Power corrupts the left. The right doesn't need to be corrupted, possessing all the big money in society anyway, though when in power they take a bit more for good luck. In general, conservative parties take it for granted that their financing and graft have to do with greedy subalterns, not with the top leadership. Leftist parties face huge difficulties in financing, and may easily end up with the rank and file having to support the paid party bureaucracy.

This is the (outsider's) impression of the Socialist primaries. Here we had two ways of understanding how to run the party, not the state. Two clientelisms, both calculating who would be best for them.

At a sanguine estimate, Rubalcaba has about eight years in which to raise his party's spirits. Let's hope he can eliminate the rhetoric redolent of the civil war, so cretinously prevalent in the court of Zapatero, which has turned Spain into a society where (in the terms of that rhetoric) 12 million fascists now have a clear parliamentary majority.

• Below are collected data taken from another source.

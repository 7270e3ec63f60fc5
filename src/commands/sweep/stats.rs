use std::collections::BTreeMap;

use tracing::info;

/// Weak/strong counters for one (embedding, generative, temperature) key.
#[derive(Debug, Default, Clone, Copy, PartialEq, Eq)]
pub(super) struct TierCounts {
    pub weak: usize,
    pub strong: usize,
}

pub(super) type StatsTable = BTreeMap<String, BTreeMap<String, BTreeMap<String, TierCounts>>>;

/// Run-scoped accumulator, threaded through the orchestrator. Single writer;
/// read as a snapshot at run end and reported through the log, never
/// persisted mid-run.
#[derive(Debug, Default)]
pub(super) struct StatsAggregator {
    table: StatsTable,
}

impl StatsAggregator {
    pub(super) fn new() -> Self {
        Self::default()
    }

    pub(super) fn record(
        &mut self,
        embedding_model: &str,
        generative_model: &str,
        temperature_key: &str,
        weak_correct: bool,
        strong_correct: bool,
    ) {
        let counts = self
            .table
            .entry(embedding_model.to_string())
            .or_default()
            .entry(generative_model.to_string())
            .or_default()
            .entry(temperature_key.to_string())
            .or_default();

        if weak_correct {
            counts.weak += 1;
        }
        if strong_correct {
            counts.strong += 1;
        }
    }

    pub(super) fn snapshot(&self) -> &StatsTable {
        &self.table
    }

    pub(super) fn log_rows(&self) {
        for (embedding_model, by_generator) in self.snapshot() {
            for (generative_model, by_temperature) in by_generator {
                for (temperature, counts) in by_temperature {
                    info!(
                        embedding_model = %embedding_model,
                        generative_model = %generative_model,
                        temperature = %temperature,
                        weak = counts.weak,
                        strong = counts.strong,
                        "run totals"
                    );
                }
            }
        }
    }
}

#[cfg(test)]
mod tests {
    use super::StatsAggregator;

    #[test]
    fn intermediate_levels_initialize_on_first_use() {
        let mut stats = StatsAggregator::new();
        stats.record("nomic-embed-text", "llama3.1", "0.2", true, false);

        let counts = stats.snapshot()["nomic-embed-text"]["llama3.1"]["0.2"];
        assert_eq!(counts.weak, 1);
        assert_eq!(counts.strong, 0);
    }

    #[test]
    fn counters_accumulate_trial_by_trial() {
        let mut stats = StatsAggregator::new();
        stats.record("e", "g", "0.0", true, true);
        stats.record("e", "g", "0.0", true, false);
        stats.record("e", "g", "0.0", false, false);
        stats.record("e", "g", "0.4", true, true);

        let snapshot = stats.snapshot();
        assert_eq!(snapshot["e"]["g"]["0.0"].weak, 2);
        assert_eq!(snapshot["e"]["g"]["0.0"].strong, 1);
        assert_eq!(snapshot["e"]["g"]["0.4"].weak, 1);
        assert_eq!(snapshot["e"]["g"].len(), 2);
    }
}
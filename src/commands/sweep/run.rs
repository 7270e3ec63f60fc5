use std::path::Path;
use std::time::{Duration, Instant};

use anyhow::{Context, Result};
use chrono::Utc;
use tracing::{info, warn};

use crate::backend::{InferenceBackend, OllamaBackend};
use crate::cli::SweepArgs;
use crate::config::{self, SweepPlan};
use crate::corpus;
use crate::model::{Domain, DomainRecord, RecordSetHash, SweepRunManifest};
use crate::semantic::IndexCache;
use crate::util::{ensure_directory, now_utc_string, sha256_file, utc_compact_string, write_json_pretty};

use super::artifacts::{ArtifactWriter, SummaryLog};
use super::cell::{self, CellContext};
use super::stats::StatsAggregator;

pub fn run(args: SweepArgs) -> Result<()> {
    let plan = SweepPlan::from_static_tables();
    let mut backend =
        OllamaBackend::new(&args.backend_url, Duration::from_millis(args.timeout_ms))?;

    let manifest = run_sweep(
        &mut backend,
        &plan,
        &args.tests_root,
        &args.output_root,
        &args.backend_url,
    )?;

    info!(
        run_id = %manifest.run_id,
        cells_completed = manifest.cells_completed,
        cells_skipped = manifest.cells_skipped,
        warnings = manifest.warnings.len(),
        "sweep completed"
    );

    Ok(())
}

/// Drives the nested iteration domain → embedding model → generative model →
/// temperature, with fault isolation at cell granularity: one cell's failure
/// never prevents subsequent cells from running.
pub(super) fn run_sweep<B: InferenceBackend + ?Sized>(
    backend: &mut B,
    plan: &SweepPlan,
    tests_root: &Path,
    output_root: &Path,
    backend_url: &str,
) -> Result<SweepRunManifest> {
    let started = Instant::now();
    let started_at = now_utc_string();
    let run_id = format!("sweep-{}", utc_compact_string(Utc::now()));

    ensure_directory(output_root)?;
    let artifacts = ArtifactWriter::new(output_root);
    let summary_log = SummaryLog::create(output_root)?;
    let mut stats = StatsAggregator::new();
    let mut cache = IndexCache::new();

    let mut domain_records = Vec::new();
    let mut cells = Vec::new();
    let mut warnings = Vec::new();
    let mut cells_completed = 0_usize;
    let mut cells_skipped = 0_usize;

    let domain_names = corpus::discover_domains(tests_root)?;
    if domain_names.is_empty() {
        warn!(root = %tests_root.display(), "no domains found under tests root");
        warnings.push("no domains found under tests root".to_string());
    }

    for name in &domain_names {
        let domain = match corpus::load_domain(tests_root, name) {
            Ok(domain) => domain,
            Err(fault) => {
                warn!(domain = %name, fault = %fault, "domain skipped");
                warnings.push(format!("domain {name} skipped: {fault}"));
                continue;
            }
        };

        domain_records.push(domain_record(tests_root, &domain)?);
        summary_log.write_domain_header(&domain.name)?;
        info!(
            domain = %domain.name,
            cases = domain.cases.len(),
            literals = domain.literals.len(),
            "domain sweep started"
        );

        for embedding_model in &plan.embedding_models {
            let index = match cache.get_or_build(backend, &domain, embedding_model) {
                Ok(index) => index,
                Err(fault) => {
                    warn!(
                        domain = %domain.name,
                        embedding_model = %embedding_model,
                        fault = %fault,
                        "embedding index unavailable; pair skipped"
                    );
                    warnings.push(format!(
                        "index for ({name}, {embedding_model}) skipped: {fault}"
                    ));
                    cells_skipped += plan.generative_models.len() * plan.temperatures.len();
                    continue;
                }
            };

            for generative_model in &plan.generative_models {
                for &temperature in &plan.temperatures {
                    let ctx = CellContext {
                        domain: &domain,
                        embedding_model,
                        generative_model,
                        temperature,
                        repetitions: plan.repetitions,
                    };

                    match cell::run_cell(backend, index, &ctx, &artifacts, &mut stats) {
                        Ok(summary) => {
                            summary_log.write_cell_row(&summary)?;
                            info!(
                                domain = %summary.domain,
                                embedding_model = %summary.embedding_model,
                                generative_model = %summary.generative_model,
                                temperature = %summary.temperature,
                                trials = summary.trials,
                                weak_pct = summary.weak_pct(),
                                strong_pct = summary.strong_pct(),
                                retrieval_pct = summary.retrieval_pct(),
                                "cell completed"
                            );
                            cells.push(summary);
                            cells_completed += 1;
                        }
                        Err(fault) => {
                            warn!(
                                domain = %domain.name,
                                embedding_model = %embedding_model,
                                generative_model = %generative_model,
                                temperature,
                                fault = %fault,
                                "cell skipped"
                            );
                            warnings.push(format!(
                                "cell ({name}, {embedding_model}, {generative_model}, {}) skipped: {fault}",
                                config::format_temperature(temperature)
                            ));
                            cells_skipped += 1;
                        }
                    }
                }
            }
        }
    }

    stats.log_rows();

    let manifest = SweepRunManifest {
        manifest_version: 1,
        run_id,
        generated_at: started_at,
        backend_url: backend_url.to_string(),
        tests_root: tests_root.display().to_string(),
        output_root: output_root.display().to_string(),
        embedding_models: plan.embedding_models.clone(),
        generative_models: plan.generative_models.clone(),
        temperatures: plan
            .temperatures
            .iter()
            .map(|&t| config::format_temperature(t))
            .collect(),
        repetitions: plan.repetitions,
        domains: domain_records,
        cells_completed,
        cells_skipped,
        duration_ms: started.elapsed().as_millis(),
        status: "completed".to_string(),
        warnings,
        cells,
    };

    let manifest_path = output_root
        .join("manifests")
        .join(format!("sweep_run_{}.json", utc_compact_string(Utc::now())));
    write_json_pretty(&manifest_path, &manifest)?;
    info!(path = %manifest_path.display(), "sweep manifest written");

    Ok(manifest)
}

fn domain_record(tests_root: &Path, domain: &Domain) -> Result<DomainRecord> {
    let mut record_set_hashes = Vec::new();
    for path in corpus::record_set_paths(tests_root, &domain.name) {
        let file = path
            .file_name()
            .and_then(|name| name.to_str())
            .map(ToOwned::to_owned)
            .with_context(|| format!("invalid record-set filename: {}", path.display()))?;
        let sha256 = sha256_file(&path)?;
        record_set_hashes.push(RecordSetHash { file, sha256 });
    }

    Ok(DomainRecord {
        name: domain.name.clone(),
        cases: domain.cases.len(),
        literals: domain.literals.len(),
        has_retrieval_labels: domain
            .cases
            .first()
            .is_some_and(|case| case.expected_literal.is_some()),
        record_set_hashes,
    })
}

The road will be long and, above all, boring. The left has frittered away its historic capital. Equality before the law; education as a tool of social mobility; freedom for the majority and not just for certain minorities; culture as a tool of criticism; the struggle against corruption and parasitism (including that infecting the labor unions); rejection of the reactionary ideology of regional nationalism; promotion according to what you know, not who you know... In short, a whole page full of items of pending business - of which nobody has said a single word in these elections, or primaries, or whatever they are called. Not a single word.

One wishes the best to Rubalcaba, not so much in hopes of real renovation of the party as because in the face of a realistic, articulate opposition, the excesses of the right are likely to be more bearable. Help us, Rubalcaba - we're going to need it.